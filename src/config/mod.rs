// src/config/mod.rs
// Configuration: environment variables and ~/.mindful/config.toml

pub mod env;
pub mod file;

pub use env::{ApiKeys, ConfigValidation, EnvConfig};
pub use file::{LlmConfig, MindfulConfig, SentimentConfig, StoreConfig};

══════

In your answer, reproduce every entry exactly as it was written.

filename src/config/mod.rs
// src/config/mod.rs
// Configuration: environment variables and ~/.mindful/config.toml

pub mod env;
pub mod file;

pub use env::{ApiKeys, ConfigValidation, EnvConfig};
pub use file::{LlmConfig, MindfulConfig, SentimentConfig, StoreConfig};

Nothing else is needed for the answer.